═════ SUPPLIED ENTRIES
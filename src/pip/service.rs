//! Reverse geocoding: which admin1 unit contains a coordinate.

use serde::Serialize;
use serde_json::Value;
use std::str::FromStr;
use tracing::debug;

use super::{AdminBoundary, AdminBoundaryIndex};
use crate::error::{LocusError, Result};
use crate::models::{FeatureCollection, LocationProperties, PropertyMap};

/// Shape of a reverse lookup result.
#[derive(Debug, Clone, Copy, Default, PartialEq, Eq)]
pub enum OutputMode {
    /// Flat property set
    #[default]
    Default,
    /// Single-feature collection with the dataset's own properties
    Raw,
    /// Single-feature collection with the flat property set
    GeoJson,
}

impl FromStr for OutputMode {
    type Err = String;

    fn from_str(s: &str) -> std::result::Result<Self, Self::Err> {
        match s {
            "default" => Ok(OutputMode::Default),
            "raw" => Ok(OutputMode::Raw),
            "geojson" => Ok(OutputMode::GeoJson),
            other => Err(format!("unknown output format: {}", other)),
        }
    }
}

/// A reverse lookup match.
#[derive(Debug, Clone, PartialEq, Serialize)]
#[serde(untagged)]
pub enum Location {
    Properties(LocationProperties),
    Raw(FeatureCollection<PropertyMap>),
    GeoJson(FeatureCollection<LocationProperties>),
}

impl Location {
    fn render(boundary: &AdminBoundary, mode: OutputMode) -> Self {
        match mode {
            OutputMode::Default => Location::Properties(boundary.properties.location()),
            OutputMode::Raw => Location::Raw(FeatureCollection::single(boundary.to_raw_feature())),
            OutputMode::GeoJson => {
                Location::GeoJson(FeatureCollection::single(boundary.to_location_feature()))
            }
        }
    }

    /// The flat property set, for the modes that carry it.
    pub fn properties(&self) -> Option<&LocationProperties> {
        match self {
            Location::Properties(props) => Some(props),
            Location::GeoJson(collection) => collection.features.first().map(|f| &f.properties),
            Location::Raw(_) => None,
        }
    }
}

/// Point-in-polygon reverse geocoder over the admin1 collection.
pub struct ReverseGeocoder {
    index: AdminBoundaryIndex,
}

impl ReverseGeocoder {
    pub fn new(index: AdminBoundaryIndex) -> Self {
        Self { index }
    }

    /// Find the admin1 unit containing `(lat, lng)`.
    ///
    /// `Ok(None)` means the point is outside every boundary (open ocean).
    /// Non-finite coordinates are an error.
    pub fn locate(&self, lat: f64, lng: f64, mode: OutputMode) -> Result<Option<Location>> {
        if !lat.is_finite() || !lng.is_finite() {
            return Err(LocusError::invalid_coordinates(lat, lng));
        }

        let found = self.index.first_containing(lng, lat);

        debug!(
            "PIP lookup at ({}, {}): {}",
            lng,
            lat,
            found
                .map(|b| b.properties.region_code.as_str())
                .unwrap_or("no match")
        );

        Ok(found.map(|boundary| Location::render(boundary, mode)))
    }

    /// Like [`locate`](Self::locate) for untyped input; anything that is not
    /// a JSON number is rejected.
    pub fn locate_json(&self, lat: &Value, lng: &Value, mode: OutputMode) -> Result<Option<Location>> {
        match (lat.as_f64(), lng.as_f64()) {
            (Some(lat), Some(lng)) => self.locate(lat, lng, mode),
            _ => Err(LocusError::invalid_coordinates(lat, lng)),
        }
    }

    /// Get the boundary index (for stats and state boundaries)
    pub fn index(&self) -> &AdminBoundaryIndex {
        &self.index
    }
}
══════════
*ABOUT THIS EXERCISE*
The entries above are to be restated word for word.

*RESPONSE*
filename src/pip/service.rs
//! Reverse geocoding: which admin1 unit contains a coordinate.

use serde::Serialize;
use serde_json::Value;
use std::str::FromStr;
use tracing::debug;

use super::{AdminBoundary, AdminBoundaryIndex};
use crate::error::{LocusError, Result};
use crate::models::{FeatureCollection, LocationProperties, PropertyMap};

/// Shape of a reverse lookup result.
#[derive(Debug, Clone, Copy, Default, PartialEq, Eq)]
pub enum OutputMode {
    /// Flat property set
    #[default]
    Default,
    /// Single-feature collection with the dataset's own properties
    Raw,
    /// Single-feature collection with the flat property set
    GeoJson,
}

impl FromStr for OutputMode {
    type Err = String;

    fn from_str(s: &str) -> std::result::Result<Self, Self::Err> {
        match s {
            "default" => Ok(OutputMode::Default),
            "raw" => Ok(OutputMode::Raw),
            "geojson" => Ok(OutputMode::GeoJson),
            other => Err(format!("unknown output format: {}", other)),
        }
    }
}

/// A reverse lookup match.
#[derive(Debug, Clone, PartialEq, Serialize)]
#[serde(untagged)]
pub enum Location {
    Properties(LocationProperties),
    Raw(FeatureCollection<PropertyMap>),
    GeoJson(FeatureCollection<LocationProperties>),
}

impl Location {
    fn render(boundary: &AdminBoundary, mode: OutputMode) -> Self {
        match mode {
            OutputMode::Default => Location::Properties(boundary.properties.location()),
            OutputMode::Raw => Location::Raw(FeatureCollection::single(boundary.to_raw_feature())),
            OutputMode::GeoJson => {
                Location::GeoJson(FeatureCollection::single(boundary.to_location_feature()))
            }
        }
    }

    /// The flat property set, for the modes that carry it.
    pub fn properties(&self) -> Option<&LocationProperties> {
        match self {
            Location::Properties(props) => Some(props),
            Location::GeoJson(collection) => collection.features.first().map(|f| &f.properties),
            Location::Raw(_) => None,
        }
    }
}

/// Point-in-polygon reverse geocoder over the admin1 collection.
pub struct ReverseGeocoder {
    index: AdminBoundaryIndex,
}

impl ReverseGeocoder {
    pub fn new(index: AdminBoundaryIndex) -> Self {
        Self { index }
    }

    /// Find the admin1 unit containing `(lat, lng)`.
    ///
    /// `Ok(None)` means the point is outside every boundary (open ocean).
    /// Non-finite coordinates are an error.
    pub fn locate(&self, lat: f64, lng: f64, mode: OutputMode) -> Result<Option<Location>> {
        if !lat.is_finite() || !lng.is_finite() {
            return Err(LocusError::invalid_coordinates(lat, lng));
        }

        let found = self.index.first_containing(lng, lat);

        debug!(
            "PIP lookup at ({}, {}): {}",
            lng,
            lat,
            found
                .map(|b| b.properties.region_code.as_str())
                .unwrap_or("no match")
        );

        Ok(found.map(|boundary| Location::render(boundary, mode)))
    }

    /// Like [`locate`](Self::locate) for untyped input; anything that is not
    /// a JSON number is rejected.
    pub fn locate_json(&self, lat: &Value, lng: &Value, mode: OutputMode) -> Result<Option<Location>> {
        match (lat.as_f64(), lng.as_f64()) {
            (Some(lat), Some(lng)) => self.locate(lat, lng, mode),
            _ => Err(LocusError::invalid_coordinates(lat, lng)),
        }
    }

    /// Get the boundary index (for stats and state boundaries)
    pub fn index(&self) -> &AdminBoundaryIndex {
        &self.index
    }
}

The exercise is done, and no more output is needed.